Call me American by Abdi Iftar
Abdi’s life story growing up in war-torn Somalia really grabbed my heart. His vivid memories of desperate times of starvation and violence are balanced by his engaging sense of humor and his passion for all things American. Learning English from movies such as The Terminator eventually opened doors for him, but even as a refugee in Kenya, he only was able to come to America by winning a lottery. His experience in America among Somali refugees who only want to return to Somalia is also eye opening. This book is a great way to understand what so many around the world are experiencing.
Prayer: A Biblical Perspective by Eric J. Alexander
This small book packs a powerful impact. I read this book together with ten other women in a study on prayer and each chapter, only 4 or 5 pages, gave us much to ponder.

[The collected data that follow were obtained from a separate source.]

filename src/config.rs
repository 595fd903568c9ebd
use std::env;

#[derive(Clone)]
pub struct Config {
    pub database_url: String,
    pub jwt_secret: String,
    pub jwt_expiration_hours: i64,
    pub server_host: String,
    pub server_port: u16,
}

impl Config {
    pub fn from_env() -> Self {
        dotenvy::dotenv().ok();

        Self {
            database_url: env::var("DATABASE_URL")
                .expect("DATABASE_URL must be set"),
            jwt_secret: env::var("JWT_SECRET")
                .expect("JWT_SECRET must be set"),
            jwt_expiration_hours: env::var("JWT_EXPIRATION_HOURS")
                .unwrap_or_else(|_| "24".to_string())
                .parse()
                .expect("JWT_EXPIRATION_HOURS must be a number"),
            server_host: env::var("SERVER_HOST")
                .unwrap_or_else(|_| "0.0.0.0".to_string()),
            server_port: env::var("SERVER_PORT")
                .unwrap_or_else(|_| "3000".to_string())
                .parse()
                .expect("SERVER_PORT must be a number"),
        }
    }

    pub fn server_addr(&self) -> String {
        format!("{}:{}", self.server_host, self.server_port)
    }
}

Here is the quote that captures the heart of this boook:
Do you recollect the story of Exodus 17? It was Israel’s first battle and the Amalekites had come against them in Rephidim. Moses did the most extraordinary thing for a leader: he left the battlefield and gave the leadership to young Joshua. With Aaron and Hur, he climbed the nearest hill and lifted up his arms in prayer to God. The fortunes of the battle changed backwards and forwards; now Israel prevailed and now Amalek overcame them. Then the truth transpired: when Moses lifted up his hands, Israel prevailed, and when Moses let down his hands, Amalek prevailed. The front line of the battle, and the issue of the day, they discovered, lay not with the fighters on the field, but with the intercessor on the mountain top (Exod. 17:8-15). That is why the strength of a church can only be measured by its prayer meeting.
The Library Book by Susan Orlean
I love books, so a book about a library was bound to catch my eye. This one didn’t disappoint. I had no idea that the history of the Los Angeles Central Library could be so fascinating and include so many colorful characters. In the process of learning about one library, I also learned about the expanded services of libraries and how modern libraries contribute to the welfare of society. You also learn about fire and arson investigation because of the great fire that almost destroyed the library on April 29, 1986 and destroyed 20% of the library’s books.